Bursting into the Drowning Sorrows Tavern for his nightly troll, Thurston spied a likely prospect sitting next to his usual stool at the bar. When the lady in question, a middle-aged brazen hussy with platinum blond hair and turquoise eye-liner, winked in his direction, Thurston stepped up to the firing line and ordered a double for himself and another for her. Half measures would avail him nothing tonight.
“Hi, my name is Thurston, but everyone around here calls me Thirsty.” Despite looking like an aging fire hydrant in a cheap suit, Thirsty had, until recently, been a Big Dog in the financial world. Markets rose and fell with his every howl, but more recently his fortunes had waned substantially. Now, far from being a Big Dog, Thirsty was just another wan cur on his way to the pound.
“My name is Jennifer June, but you can call me J-June. Everyone else does.” Once a top advertising executive, J-June had run afoul of the backlash against Bully Broads. After two stints in anger management rehabs and several failed comeback attempts, she now sought company in the nether regions of Greenwich’s café society.
“Speaking as Greenwich’s pre-eminent career counselor, you look like a man desperately in need of a really good job,” J-June said, deploying her most successful opening gambit.
“You got that right, lady! I was making big money before they accused me of reporting false profits. Picky, picky, picky. Even Bush said that profits are just opinions, so I’m entitled to mine, right?”
“No man is a prophet in his own land,” she said, “but that’s just my opinion.”
“And it appears that I have missed all the good bubbles. What’s a guy to do?”
“Thirsty, you’re in the right place. It just so happens that my specialty is stiffening the resolve of job seekers so they can cut the mustard in this new world of ours. You’ll be back on top in no time. Perhaps you have read my book, “How to Get a Leg Up in Today’s Dog eat Dog Economy”?

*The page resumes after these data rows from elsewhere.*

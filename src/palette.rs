//! Intensity → colour and block height
//!
//! Each colour mode carries two anchor tables over the 0-99 intensity scale.
//! Lookups find the bracketing anchor pair and interpolate linearly. Intensity
//! 0 is the water band: a flat, zero-height tile.

use std::fmt;
use std::str::FromStr;

use serde::{Deserialize, Serialize};

use crate::biome::BiomeCell;

/// Cells at or below this intensity are open water and render flat.
pub const WATER_BAND_MAX: u8 = 0;

/// 8-bit RGB triple.
#[derive(Clone, Copy, Debug, Default, PartialEq, Eq, Hash, Serialize, Deserialize)]
pub struct Rgb {
    pub r: u8,
    pub g: u8,
    pub b: u8,
}

impl Rgb {
    pub const fn new(r: u8, g: u8, b: u8) -> Self {
        Self { r, g, b }
    }

    pub const WHITE: Rgb = Rgb::new(255, 255, 255);
    pub const BLACK: Rgb = Rgb::new(0, 0, 0);

    /// Linear interpolation, rounded per channel.
    pub fn lerp(self, other: Rgb, t: f64) -> Rgb {
        let t = t.clamp(0.0, 1.0);
        let mix = |a: u8, b: u8| (a as f64 + (b as f64 - a as f64) * t).round().clamp(0.0, 255.0) as u8;
        Rgb::new(mix(self.r, other.r), mix(self.g, other.g), mix(self.b, other.b))
    }

    /// Scale every channel by `factor`.
    pub fn darken(self, factor: f64) -> Rgb {
        let scale = |c: u8| (c as f64 * factor).round().clamp(0.0, 255.0) as u8;
        Rgb::new(scale(self.r), scale(self.g), scale(self.b))
    }

    pub fn to_hex(self) -> String {
        self.to_string()
    }
}

impl fmt::Display for Rgb {
    fn fmt(&self, f: &mut fmt::Formatter<'_>) -> fmt::Result {
        write!(f, "#{:02x}{:02x}{:02x}", self.r, self.g, self.b)
    }
}

/// The two supported colour modes.
#[derive(Clone, Copy, Debug, PartialEq, Eq, Hash, Serialize, Deserialize)]
#[serde(rename_all = "lowercase")]
pub enum ColorMode {
    Dark,
    Light,
}

impl ColorMode {
    pub fn all() -> &'static [ColorMode] {
        &[ColorMode::Dark, ColorMode::Light]
    }

    pub fn name(&self) -> &'static str {
        match self {
            ColorMode::Dark => "dark",
            ColorMode::Light => "light",
        }
    }

    fn color_anchors(&self) -> &'static [(u8, Rgb)] {
        match self {
            ColorMode::Dark => &DARK_COLOR_ANCHORS,
            ColorMode::Light => &LIGHT_COLOR_ANCHORS,
        }
    }

    fn height_anchors(&self) -> &'static [(u8, f64)] {
        match self {
            ColorMode::Dark => &DARK_HEIGHT_ANCHORS,
            ColorMode::Light => &LIGHT_HEIGHT_ANCHORS,
        }
    }

    /// Colour that biome water blends toward.
    pub fn water(&self) -> Rgb {
        match self {
            ColorMode::Dark => Rgb::new(36, 78, 128),
            ColorMode::Light => Rgb::new(96, 164, 222),
        }
    }

    /// Deep shade used under forest canopy.
    pub fn canopy(&self) -> Rgb {
        match self {
            ColorMode::Dark => Rgb::new(28, 74, 40),
            ColorMode::Light => Rgb::new(58, 120, 62),
        }
    }
}

impl fmt::Display for ColorMode {
    fn fmt(&self, f: &mut fmt::Formatter<'_>) -> fmt::Result {
        f.write_str(self.name())
    }
}

impl FromStr for ColorMode {
    type Err = String;

    fn from_str(s: &str) -> Result<Self, Self::Err> {
        match s.to_ascii_lowercase().as_str() {
            "dark" => Ok(ColorMode::Dark),
            "light" => Ok(ColorMode::Light),
            other => Err(format!("unknown colour mode '{}' (expected dark or light)", other)),
        }
    }
}

// =============================================================================
// ANCHOR TABLES
// =============================================================================

const DARK_COLOR_ANCHORS: [(u8, Rgb); 14] = [
    (0, Rgb::new(30, 58, 95)),     // open water
    (1, Rgb::new(92, 98, 72)),     // wet sand
    (8, Rgb::new(68, 112, 62)),
    (15, Rgb::new(74, 128, 60)),
    (22, Rgb::new(82, 142, 58)),
    (30, Rgb::new(92, 152, 56)),   // meadow
    (38, Rgb::new(104, 158, 60)),
    (46, Rgb::new(118, 150, 64)),
    (54, Rgb::new(122, 136, 70)),  // upland
    (62, Rgb::new(128, 120, 82)),
    (70, Rgb::new(132, 112, 92)),  // rock
    (78, Rgb::new(140, 128, 118)),
    (88, Rgb::new(176, 176, 180)),
    (99, Rgb::new(228, 232, 240)), // snowcap
];

const LIGHT_COLOR_ANCHORS: [(u8, Rgb); 14] = [
    (0, Rgb::new(110, 170, 220)),
    (1, Rgb::new(214, 200, 150)),
    (8, Rgb::new(160, 204, 120)),
    (15, Rgb::new(140, 196, 104)),
    (22, Rgb::new(124, 186, 92)),
    (30, Rgb::new(112, 176, 84)),
    (38, Rgb::new(104, 164, 78)),
    (46, Rgb::new(120, 156, 80)),
    (54, Rgb::new(140, 146, 88)),
    (62, Rgb::new(156, 138, 100)),
    (70, Rgb::new(164, 132, 110)),
    (78, Rgb::new(176, 164, 150)),
    (88, Rgb::new(214, 214, 218)),
    (99, Rgb::new(250, 250, 252)),
];

const DARK_HEIGHT_ANCHORS: [(u8, f64); 14] = [
    (0, 0.0),
    (1, 2.0),
    (8, 3.0),
    (15, 4.0),
    (22, 5.0),
    (30, 6.0),
    (38, 8.0),
    (46, 10.0),
    (54, 12.0),
    (62, 14.0),
    (70, 17.0),
    (78, 20.0),
    (88, 24.0),
    (99, 28.0),
];

// Light mode sits a touch lower so pale snowcaps do not dominate the frame.
const LIGHT_HEIGHT_ANCHORS: [(u8, f64); 14] = [
    (0, 0.0),
    (1, 2.0),
    (8, 3.0),
    (15, 4.0),
    (22, 5.0),
    (30, 6.0),
    (38, 7.0),
    (46, 9.0),
    (54, 11.0),
    (62, 13.0),
    (70, 16.0),
    (78, 19.0),
    (88, 22.0),
    (99, 26.0),
];

/// Find the anchor pair bracketing `level` and the interpolation factor.
fn bracket<T: Copy>(anchors: &[(u8, T)], level: u8) -> (T, T, f64) {
    let level = level.min(anchors[anchors.len() - 1].0);
    for pair in anchors.windows(2) {
        let (lo, a) = pair[0];
        let (hi, b) = pair[1];
        if level >= lo && level <= hi {
            let t = if hi == lo { 0.0 } else { (level - lo) as f64 / (hi - lo) as f64 };
            return (a, b, t);
        }
    }
    let (_, first) = anchors[0];
    (first, first, 0.0)
}

/// Top/left/right face colours of a block.
#[derive(Clone, Copy, Debug, PartialEq, Eq, Serialize, Deserialize)]
pub struct ElevationColors {
    pub top: Rgb,
    pub left: Rgb,
    pub right: Rgb,
}

impl ElevationColors {
    pub fn from_top(top: Rgb) -> Self {
        Self {
            top,
            left: top.darken(0.75),
            right: top.darken(0.6),
        }
    }

    /// Apply a colour transform to all three faces.
    pub fn map(self, f: impl Fn(Rgb) -> Rgb) -> Self {
        Self {
            top: f(self.top),
            left: f(self.left),
            right: f(self.right),
        }
    }
}

/// Interpolated base colour for an intensity.
pub fn color_at(mode: ColorMode, level: u8) -> Rgb {
    let (a, b, t) = bracket(mode.color_anchors(), level);
    a.lerp(b, t)
}

pub fn get_elevation(mode: ColorMode, level: u8) -> ElevationColors {
    ElevationColors::from_top(color_at(mode, level))
}

pub fn get_height(mode: ColorMode, level: u8) -> u32 {
    let (a, b, t) = bracket(mode.height_anchors(), level);
    (a + (b - a) * t).round().max(0.0) as u32
}

/// Memoized lookups for all 100 intensity levels of one mode.
#[derive(Clone, Debug)]
pub struct Palette {
    pub mode: ColorMode,
    elevations: Vec<ElevationColors>,
    heights: Vec<u32>,
}

impl Palette {
    pub fn new(mode: ColorMode) -> Self {
        let levels = 0..=crate::normalize::MAX_INTENSITY;
        Self {
            mode,
            elevations: levels.clone().map(|l| get_elevation(mode, l)).collect(),
            heights: levels.map(|l| get_height(mode, l)).collect(),
        }
    }

    pub fn elevation(&self, level: u8) -> ElevationColors {
        self.elevations[level.min(crate::normalize::MAX_INTENSITY) as usize]
    }

    pub fn height(&self, level: u8) -> u32 {
        self.heights[level.min(crate::normalize::MAX_INTENSITY) as usize]
    }

    /// Blend a block's colours toward water or canopy according to its biome.
    pub fn blend_biome(&self, colors: ElevationColors, biome: &BiomeCell) -> ElevationColors {
        if biome.is_water() {
            let water = ElevationColors::from_top(self.mode.water());
            return ElevationColors {
                top: colors.top.lerp(water.top, 0.55),
                left: colors.left.lerp(water.left, 0.35),
                right: colors.right.lerp(water.right, 0.35),
            };
        }
        if biome.forest_density > 0.0 {
            let canopy = self.mode.canopy();
            let t = biome.forest_density * 0.45;
            return ElevationColors {
                top: colors.top.lerp(canopy, t),
                left: colors.left.lerp(canopy.darken(0.75), t * 0.6),
                right: colors.right.lerp(canopy.darken(0.6), t * 0.6),
            };
        }
        colors
    }
}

“So sorry I missed it, but please tell me more,” he cooed.
“You need a brand new shtick, slick, something that combines your ability to spin a plausible tale with your talent for producing short change. In cases such as yours, I normally recommend becoming a Professional Quant, but it seems that you have already exhausted that route.”
“Sadly, yes. For years I received high praise for being a Professional Quant, but when those same people see me now, the only thing they can say is ‘See You Next Tuesday.’ Somehow, that lacks the same caché.”
“Not to worry,” J-June said. “I know of a very big hole right here in Greenwich that needs filling immediately. The job is yours for the asking.”
When J-June leaned close to whisper in Thirsty’s ear, several patrons spontaneously called out, “Get a room, for crying out loud!”
Unable to resist the force of an idea whose time had come, J-June and Thirsty repaired to Thirsty’s apartment, conveniently located above the tavern, where they spent the evening writing a new self-help book, “Barking up the Tree of Success,” soon to be published by Dogwood Press, a division of J-June Enterprises.